--- START ---

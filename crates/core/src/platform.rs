//! Platform detection
//!
//! Reports the OS using kernel names (`"darwin"`, `"linux"`, `"windows"`),
//! matching what source-tree templates conventionally test against.

use std::sync::LazyLock;

/// Current platform information (cached)
///
/// # Example
/// ```
/// use hearth_core::platform::CURRENT_PLATFORM;
///
/// assert!(!CURRENT_PLATFORM.arch.is_empty());
/// ```
pub static CURRENT_PLATFORM: LazyLock<Platform> = LazyLock::new(Platform::detect);

/// Platform information
#[derive(Debug, Clone, PartialEq, Eq)]
pub struct Platform {
    /// OS: "darwin", "linux", "windows", or "unknown"
    pub os: &'static str,
    /// CPU architecture as Go spells it: "amd64", "arm64", ...
    pub arch: &'static str,
}

impl Platform {
    /// Detect the platform of the running binary
    pub fn detect() -> Self {
        Self {
            os: Self::detect_os(),
            arch: Self::go_arch(std::env::consts::ARCH),
        }
    }

    const fn detect_os() -> &'static str {
        #[cfg(target_os = "macos")]
        {
            "darwin"
        }

        #[cfg(target_os = "linux")]
        {
            "linux"
        }

        #[cfg(target_os = "windows")]
        {
            "windows"
        }

        #[cfg(not(any(target_os = "macos", target_os = "linux", target_os = "windows")))]
        {
            "unknown"
        }
    }

    // Source trees written for chezmoi compare against GOARCH names.
    fn go_arch(arch: &'static str) -> &'static str {
        match arch {
            "x86_64" => "amd64",
            "aarch64" => "arm64",
            "x86" => "386",
            other => other,
        }
    }
}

--- END ---

§ Assignment: Once you have located every line with the word "Self" in the material above, list those lines.

§ Exercise output:
    pub fn detect() -> Self {
        Self {
            os: Self::detect_os(),
            arch: Self::go_arch(std::env::consts::ARCH),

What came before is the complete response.